Foundations of Statistical NLP Chapter 4. Corpus-Based Work 홍 정 아홍 정 아.

Slides:



Advertisements
Similar presentations
Anatomy of a Web Page. Parts of a Web Page Title Bar Navigation Tool Bar Location Bar Header Graphic/Image Text Horizontal Rule Links.
Advertisements

School of something FACULTY OF OTHER School of Computing FACULTY OF ENGINEERING Chunking: Shallow Parsing Eric Atwell, Language Research Group.
An Introduction to GATE
Corpus Processing and NLP
Properties of Text CS336 Lecture 3:. 2 Generating Document Representations Want to automatically generate with little human intervention Use significant.
1 I256 Applied Natural Language Processing Fall 2009 Lecture 3 Morphology Stemming Tokenization Segmentation Barbara Rosario.
Chapter 5 Mechanics of Writing Business Communication Copyright 2010 South-Western Cengage Learning.
Chapter 5 Mechanics of Writing
Vocabulary size and term distribution: tokenization, text normalization and stemming Lecture 2.
Towards an NLP `module’ The role of an utterance-level interface.
Fall 2001 EE669: Natural Language Processing 1 Lecture 4: Corpus-Based Work (Chapter 4 of Manning and Schutze) Wen-Hsiang Lu ( 盧文祥 ) Department of Computer.
1 HTML Markup language – coded text is converted into formatted text by a web browser. Big chart on pg. 16—39. Tags usually come in pairs like – data Some.
CSC 4630 Meeting 9 February 14, 2007 Valentine’s Day; Snow Day.
Stemming, tagging and chunking Text analysis short of parsing.
REVIEW OF GRAMMAR Wrighting good meens you got to follow all the ruls; like speling, good, propper, punctuashun and coreckt grammar.
Properties of Text CS336 Lecture 3:. 2 Information Retrieval Searching unstructured documents Typically text –Newspaper articles –Web pages Other documents.
What is a document? Information need: From where did the metaphor, doing X is like “herding cats”, arise? quotation? “Managing senior programmers is like.
Creating Web Pages Getting Started. Overview What Web Pages Are How Web Pages are Formatted Putting Graphics on Web Pages How Web Pages are Linked Linking.
Guide To UNIX Using Linux Third Edition
XML Primer. 2 History: SGML vs. HTML vs. XML SGML (1960) XML(1996) HTML(1990) XHTML(2000)
Developing a Basic Web Page Posting Files on UMBC
HTML: PART ONE. Creating an HTML Document  It is a good idea to plan out a web page before you start coding  Draw a planning sketch or create a sample.
HTML Comprehensive Concepts and Techniques Intro Project Introduction to HTML.
1 COMP 791A: Statistical Language Processing Corpus-Based Work Chap. 4.
1 Statistical NLP: Lecture 6 Corpus-Based Work. 2 4 Text Corpora are usually big. They also need to be representative samples of the population of interest.
Paper Title Author 1, Co-Author 2, Co-author 3 PCIC MEXICO 2015 Petroleum and Chemical Industry Committee Technical Conference México, D. F. – November.
ULI101 – XHTML Basics (Part II) What is Markup Language? XHTML vs. HTML General XHTML Rules Block Level XHTML Tags XHTML Validation.
DATA COMMUNICATION DONE BY: ALVIN SAMPATH CARLVIN SAMPATH.

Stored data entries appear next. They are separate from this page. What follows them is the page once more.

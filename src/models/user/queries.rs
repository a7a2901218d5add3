use sqlx::PgPool;

use super::types::{NewUser, Role, UserProfile, UserRow};

const SELECT_USER: &str = "\
    SELECT id, email, COALESCE(full_name, '') AS full_name, role, approved, password, \
           last_read_message_id, created_at \
    FROM profiles";

/// Find a user by email for authentication. Returns the row with its password hash.
pub async fn find_by_email(pool: &PgPool, email: &str) -> Result<Option<UserRow>, sqlx::Error> {
    let sql = format!("{SELECT_USER} WHERE lower(email) = lower($1)");
    sqlx::query_as(&sql)
        .bind(email.trim())
        .fetch_optional(pool)
        .await
}

pub async fn find_by_id(pool: &PgPool, id: i64) -> Result<Option<UserProfile>, sqlx::Error> {
    let sql = format!("{SELECT_USER} WHERE id = $1");
    let row: Option<UserRow> = sqlx::query_as(&sql).bind(id).fetch_optional(pool).await?;
    Ok(row.map(UserProfile::from))
}

/// All profiles, newest first, optionally narrowed by an email/name substring.
pub async fn find_all(pool: &PgPool, search: Option<&str>) -> Result<Vec<UserProfile>, sqlx::Error> {
    let pattern = search
        .map(str::trim)
        .filter(|s| !s.is_empty())
        .map(|s| format!("%{}%", s.to_lowercase()));

    let sql = format!(
        "{SELECT_USER} \
         WHERE ($1::text IS NULL OR lower(email) LIKE $1 OR lower(COALESCE(full_name, '')) LIKE $1) \
         ORDER BY created_at DESC"
    );
    let rows: Vec<UserRow> = sqlx::query_as(&sql).bind(pattern).fetch_all(pool).await?;
    Ok(rows.into_iter().map(UserProfile::from).collect())
}

pub async fn create(pool: &PgPool, new: &NewUser) -> Result<i64, sqlx::Error> {
    sqlx::query_scalar(
        "INSERT INTO profiles (email, full_name, password, role, approved) \
         VALUES ($1, $2, $3, $4, $5) RETURNING id",
    )
    .bind(new.email.trim())
    .bind(new.full_name.trim())
    .bind(&new.password)
    .bind(new.role.as_str())
    .bind(new.approved)
    .fetch_one(pool)
    .await
}

/// Change role and/or approval. `None` leaves the field unchanged.
pub async fn update_access(
    pool: &PgPool,
    id: i64,
    role: Option<Role>,
    approved: Option<bool>,
) -> Result<bool, sqlx::Error> {
    let result = sqlx::query(
        "UPDATE profiles SET role = COALESCE($2, role), approved = COALESCE($3, approved) \
         WHERE id = $1",
    )
    .bind(id)
    .bind(role.map(|r| r.as_str()))
    .bind(approved)
    .execute(pool)
    .await?;
    Ok(result.rows_affected() > 0)
}

pub async fn set_password(pool: &PgPool, id: i64, hash: &str) -> Result<bool, sqlx::Error> {
    let result = sqlx::query("UPDATE profiles SET password = $2 WHERE id = $1")
        .bind(id)
        .bind(hash)
        .execute(pool)
        .await?;
    Ok(result.rows_affected() > 0)
}

/// Approved administrators; used for last-admin protection and first-run seeding.
pub async fn count_admins(pool: &PgPool) -> Result<i64, sqlx::Error> {
    sqlx::query_scalar("SELECT COUNT(*) FROM profiles WHERE role = 'admin' AND approved")
        .fetch_one(pool)
        .await
}

/// Advance the user's read marker for broadcast messages. Never moves it backwards.
pub async fn mark_messages_read(pool: &PgPool, id: i64, message_id: i64) -> Result<(), sqlx::Error> {
    sqlx::query(
        "UPDATE profiles SET last_read_message_id = GREATEST(last_read_message_id, $2) WHERE id = $1",
    )
    .bind(id)
    .bind(message_id)
    .execute(pool)
    .await?;
    Ok(())
}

CiNii Books is a service that provides information, which has been accumulated by NACSIS-CAT, on books and journals that are held in university libraries.
TERMS TO KNOW. Desktop This does not mean a computer desktop vs. a laptop. You probably keep a number of commonly used items on your desk at home such.

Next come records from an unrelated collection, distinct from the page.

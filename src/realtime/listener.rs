use std::time::Duration;

use sqlx::PgPool;
use sqlx::postgres::{PgListener, PgNotification};

use super::{Burst, ChangeEvent, ChangeNotice, ConnectionMap, broadcast, coalesce};
use crate::models::message;
use crate::snapshot::AppointmentSnapshot;

/// Notification channel the table triggers publish on.
pub const CHANNEL: &str = "sigpef_changes";
const RECONNECT_DELAY: Duration = Duration::from_secs(5);
/// Notices arriving this soon after the first one are handled together.
const COALESCE_WINDOW: Duration = Duration::from_millis(250);
const MAX_BURST: usize = 1000;

/// Follow the change feed for the life of the process, reconnecting on failure.
pub fn spawn_listener(pool: PgPool, snapshot: AppointmentSnapshot, conn_map: ConnectionMap) {
    actix_web::rt::spawn(async move {
        loop {
            if let Err(e) = listen(&pool, &snapshot, &conn_map).await {
                log::error!("Change listener failed: {e}; reconnecting in {}s", RECONNECT_DELAY.as_secs());
            }
            tokio::time::sleep(RECONNECT_DELAY).await;
        }
    });
}

async fn listen(
    pool: &PgPool,
    snapshot: &AppointmentSnapshot,
    conn_map: &ConnectionMap,
) -> Result<(), sqlx::Error> {
    let mut listener = PgListener::connect_with(pool).await?;
    listener.listen(CHANNEL).await?;
    log::info!("Listening for changes on '{CHANNEL}'");

    // The feed may have missed changes while disconnected.
    snapshot.spawn_refresh(pool.clone());

    loop {
        let first = listener.recv().await?;
        let mut notices: Vec<ChangeNotice> = decode(&first).into_iter().collect();

        let deadline = tokio::time::Instant::now() + COALESCE_WINDOW;
        while notices.len() < MAX_BURST {
            match tokio::time::timeout_at(deadline, listener.recv()).await {
                Ok(next) => notices.extend(decode(&next?)),
                Err(_) => break,
            }
        }

        handle(pool, snapshot, conn_map, coalesce(notices)).await;
    }
}

fn decode(notification: &PgNotification) -> Option<ChangeNotice> {
    match serde_json::from_str(notification.payload()) {
        Ok(n) => Some(n),
        Err(e) => {
            log::warn!("Ignoring malformed change notice '{}': {e}", notification.payload());
            None
        }
    }
}

async fn handle(pool: &PgPool, snapshot: &AppointmentSnapshot, conn_map: &ConnectionMap, burst: Burst) {
    if burst.refresh_appointments {
        if let Err(e) = snapshot.refresh(pool).await {
            log::error!("Appointment refresh after change failed: {e}");
        }
    }

    for (table, op) in burst.changes {
        broadcast(conn_map, &ChangeEvent::DataChanged { table, op });
    }

    for id in burst.messages {
        match message::find_by_id(pool, id).await {
            Ok(Some(m)) => {
                broadcast(
                    conn_map,
                    &ChangeEvent::GlobalMessage {
                        id: m.id,
                        message: m.message,
                        created_by: m.created_by,
                        created_at: m.created_at,
                    },
                );
            }
            Ok(None) => {}
            Err(e) => log::error!("Failed to load global message {id}: {e}"),
        }
    }
}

6. N-GRAMs 부산대학교 인공지능연구실 최성자. 2 Word prediction “I’d like to make a collect …” Call, telephone, or person-to-person -Spelling error detection -Augmentative.

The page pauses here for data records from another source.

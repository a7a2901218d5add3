use argon2::{
    Argon2,
    password_hash::{PasswordHash, PasswordHasher, PasswordVerifier, SaltString, rand_core::OsRng},
};

use crate::errors::AppError;

pub fn hash_password(password: &str) -> Result<String, AppError> {
    let salt = SaltString::generate(&mut OsRng);
    Argon2::default()
        .hash_password(password.as_bytes(), &salt)
        .map(|hash| hash.to_string())
        .map_err(|e| AppError::Hash(e.to_string()))
}

/// False for a wrong password; an error only when the stored hash is unreadable.
pub fn verify_password(password: &str, hash: &str) -> Result<bool, AppError> {
    let parsed_hash = PasswordHash::new(hash).map_err(|e| AppError::Hash(e.to_string()))?;
    Ok(Argon2::default()
        .verify_password(password.as_bytes(), &parsed_hash)
        .is_ok())
}

#[cfg(test)]
mod tests {
    use super::*;

    #[test]
    fn hash_then_verify() {
        let hash = hash_password("correct horse").unwrap();
        assert!(verify_password("correct horse", &hash).unwrap());
        assert!(!verify_password("wrong horse", &hash).unwrap());
    }

    #[test]
    fn garbage_hash_is_an_error() {
        assert!(verify_password("x", "not-a-hash").is_err());
    }
}
use actix_session::{SessionMiddleware, storage::CookieSessionStore};
use actix_web::{App, HttpServer, cookie::Key, middleware, web};

use sigpef::audit::{self, OriginIp};
use sigpef::auth::rate_limit::RateLimiter;
use sigpef::config::Config;
use sigpef::integrations::{LegacySheetClient, PipelineClient};
use sigpef::snapshot::AppointmentSnapshot;
use sigpef::{db, handlers, realtime};

fn session_key(config: &Config) -> Key {
    // Session encryption key; set SESSION_KEY for sessions that survive restarts
    match &config.session_key {
        Some(val) if val.len() >= 64 => {
            log::info!("Using SESSION_KEY from environment");
            Key::from(val.as_bytes())
        }
        Some(val) => {
            log::warn!("SESSION_KEY too short ({} bytes, need 64+) - generating random key", val.len());
            Key::generate()
        }
        None => {
            log::warn!("No SESSION_KEY set - generating random key (sessions lost on restart)");
            Key::generate()
        }
    }
}

#[actix_web::main]
async fn main() -> std::io::Result<()> {
    dotenvy::dotenv().ok();
    env_logger::init();

    let config = Config::from_env().map_err(std::io::Error::other)?;

    let pool = db::init_pool(&config.database_url)
        .await
        .map_err(std::io::Error::other)?;
    db::run_migrations(&pool).await.map_err(std::io::Error::other)?;
    if let Err(e) = db::seed_admin(&pool, &config).await {
        log::error!("Administrator seeding failed: {e}");
    }

    match audit::cleanup_old_entries(&pool, config.audit_retention_days).await {
        Ok(0) => {}
        Ok(n) => log::info!("Removed {n} audit entries older than {} days", config.audit_retention_days),
        Err(e) => log::error!("Audit cleanup failed: {e}"),
    }

    let http = config.http_client();
    let snapshot = AppointmentSnapshot::new(config.appointment_fetch_limit);
    if let Err(e) = snapshot.refresh(&pool).await {
        log::error!("Initial appointment load failed, starting empty: {e}");
    }

    let conn_map = realtime::new_connection_map();
    realtime::spawn_listener(pool.clone(), snapshot.clone(), conn_map.clone());

    let limiter = RateLimiter::new();
    let pipeline = PipelineClient::new(http.clone(), config.import_webhook_url.clone());
    if !pipeline.is_configured() {
        log::warn!("IMPORT_WEBHOOK_URL not set - PDF import disabled");
    }
    let legacy = config
        .legacy_sheet_url
        .clone()
        .map(|url| web::Data::new(LegacySheetClient::new(http.clone(), url)));
    let origin = web::Data::new(OriginIp::new(http.clone(), config.ip_lookup_url.clone()));

    let secret_key = session_key(&config);
    let bind_addr = config.bind_addr.clone();
    let max_upload = config.max_upload_bytes;

    log::info!("Starting server at http://{bind_addr}");

    HttpServer::new(move || {
        let session_mw = SessionMiddleware::builder(
            CookieSessionStore::default(),
            secret_key.clone(),
        )
        .cookie_secure(false)
        .cookie_http_only(true)
        .build();

        let mut app = App::new()
            .wrap(session_mw)
            .wrap(middleware::Logger::default())
            .app_data(web::PayloadConfig::new(max_upload))
            .app_data(web::Data::new(pool.clone()))
            .app_data(web::Data::new(snapshot.clone()))
            .app_data(web::Data::new(conn_map.clone()))
            .app_data(web::Data::new(limiter.clone()))
            .app_data(web::Data::new(pipeline.clone()))
            .app_data(origin.clone());
        if let Some(legacy) = &legacy {
            app = app.app_data(legacy.clone());
        }

        app.route("/ws", web::get().to(handlers::ws::ws_connect))
            .service(web::scope("/api/v1").configure(handlers::api::configure))
    })
    .bind(bind_addr)?
    .run()
    .await
}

HTML 4 Foundation Level Course HyperText Markup Language Most common language used in creating Web documents. You can use HTML to create cross-platform.
1 Corpus-Based Work Chapter 4 Foundations of statistical natural language processing.
Standard Grade Computing General Purpose Packages WORD-PROCESSING WORD-PROCESSING Chapter 2.
Introduction to HTML. Slide 1 Hard-Coding What is hard-coding? –Creating the page in a text editor just using HTML A Web designer should know how to hard-
Welcome! The Topic For Today Is Word Processing and Desktop Publishing.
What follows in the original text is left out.